**ASSIGNMENT:**
Please repeat the records exactly from their first line, finishing at the line containing "shared asset handles." and including it.

Data extracted from a collection
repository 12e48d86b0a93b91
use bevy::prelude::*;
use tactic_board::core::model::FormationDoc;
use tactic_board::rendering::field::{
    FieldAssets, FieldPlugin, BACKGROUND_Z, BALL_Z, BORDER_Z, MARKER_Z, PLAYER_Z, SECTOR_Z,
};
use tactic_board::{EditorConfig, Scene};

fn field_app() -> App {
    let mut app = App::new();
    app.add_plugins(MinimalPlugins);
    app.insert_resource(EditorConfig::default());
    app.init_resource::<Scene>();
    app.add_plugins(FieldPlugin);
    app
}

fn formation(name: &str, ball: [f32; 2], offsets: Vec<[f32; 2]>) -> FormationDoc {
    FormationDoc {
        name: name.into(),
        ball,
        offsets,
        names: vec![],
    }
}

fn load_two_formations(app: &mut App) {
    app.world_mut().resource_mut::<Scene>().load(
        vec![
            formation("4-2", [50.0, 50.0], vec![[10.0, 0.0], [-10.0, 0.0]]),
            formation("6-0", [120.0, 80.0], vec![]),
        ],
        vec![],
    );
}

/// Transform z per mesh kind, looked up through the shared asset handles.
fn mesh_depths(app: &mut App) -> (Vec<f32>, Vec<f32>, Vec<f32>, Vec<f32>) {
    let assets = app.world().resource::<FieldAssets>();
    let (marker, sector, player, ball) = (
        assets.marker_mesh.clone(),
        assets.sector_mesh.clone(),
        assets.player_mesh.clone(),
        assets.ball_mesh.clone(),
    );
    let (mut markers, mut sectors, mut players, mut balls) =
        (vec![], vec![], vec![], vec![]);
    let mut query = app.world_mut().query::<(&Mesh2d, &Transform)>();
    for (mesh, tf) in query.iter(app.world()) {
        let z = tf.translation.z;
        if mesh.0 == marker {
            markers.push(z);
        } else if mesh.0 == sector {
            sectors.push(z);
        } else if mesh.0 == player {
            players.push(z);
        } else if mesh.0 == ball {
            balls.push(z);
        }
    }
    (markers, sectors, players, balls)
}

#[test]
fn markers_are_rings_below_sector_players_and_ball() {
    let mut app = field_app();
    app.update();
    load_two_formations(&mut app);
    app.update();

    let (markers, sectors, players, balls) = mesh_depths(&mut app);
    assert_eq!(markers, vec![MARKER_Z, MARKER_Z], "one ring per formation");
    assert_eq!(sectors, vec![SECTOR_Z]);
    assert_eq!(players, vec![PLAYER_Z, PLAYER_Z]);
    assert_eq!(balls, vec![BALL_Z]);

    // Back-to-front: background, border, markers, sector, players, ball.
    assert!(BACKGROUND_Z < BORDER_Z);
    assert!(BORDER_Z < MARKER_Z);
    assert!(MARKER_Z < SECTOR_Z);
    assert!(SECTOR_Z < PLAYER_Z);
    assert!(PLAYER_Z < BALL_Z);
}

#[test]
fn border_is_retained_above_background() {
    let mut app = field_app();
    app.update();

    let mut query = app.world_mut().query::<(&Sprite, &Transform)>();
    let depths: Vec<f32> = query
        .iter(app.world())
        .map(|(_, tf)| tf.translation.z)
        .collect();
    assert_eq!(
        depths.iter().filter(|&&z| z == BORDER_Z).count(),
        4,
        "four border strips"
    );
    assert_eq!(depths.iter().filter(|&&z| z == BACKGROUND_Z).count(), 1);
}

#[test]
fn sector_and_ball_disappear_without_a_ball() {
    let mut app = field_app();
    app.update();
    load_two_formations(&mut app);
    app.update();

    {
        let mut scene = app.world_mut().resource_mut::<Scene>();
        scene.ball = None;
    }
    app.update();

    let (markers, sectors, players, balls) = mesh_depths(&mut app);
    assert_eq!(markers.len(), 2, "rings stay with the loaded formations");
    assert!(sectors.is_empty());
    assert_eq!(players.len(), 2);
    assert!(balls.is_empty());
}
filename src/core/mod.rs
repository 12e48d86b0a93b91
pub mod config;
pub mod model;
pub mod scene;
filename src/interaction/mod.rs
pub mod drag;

**RESPONSE TO THIS TASK:**
repository 12e48d86b0a93b91
use bevy::prelude::*;
use tactic_board::core::model::FormationDoc;
use tactic_board::rendering::field::{
    FieldAssets, FieldPlugin, BACKGROUND_Z, BALL_Z, BORDER_Z, MARKER_Z, PLAYER_Z, SECTOR_Z,
};
use tactic_board::{EditorConfig, Scene};

fn field_app() -> App {
    let mut app = App::new();
    app.add_plugins(MinimalPlugins);
    app.insert_resource(EditorConfig::default());
    app.init_resource::<Scene>();
    app.add_plugins(FieldPlugin);
    app
}

fn formation(name: &str, ball: [f32; 2], offsets: Vec<[f32; 2]>) -> FormationDoc {
    FormationDoc {
        name: name.into(),
        ball,
        offsets,
        names: vec![],
    }
}

fn load_two_formations(app: &mut App) {
    app.world_mut().resource_mut::<Scene>().load(
        vec![
            formation("4-2", [50.0, 50.0], vec![[10.0, 0.0], [-10.0, 0.0]]),
            formation("6-0", [120.0, 80.0], vec![]),
        ],
        vec![],
    );
}

/// Transform z per mesh kind, looked up through the shared asset handles.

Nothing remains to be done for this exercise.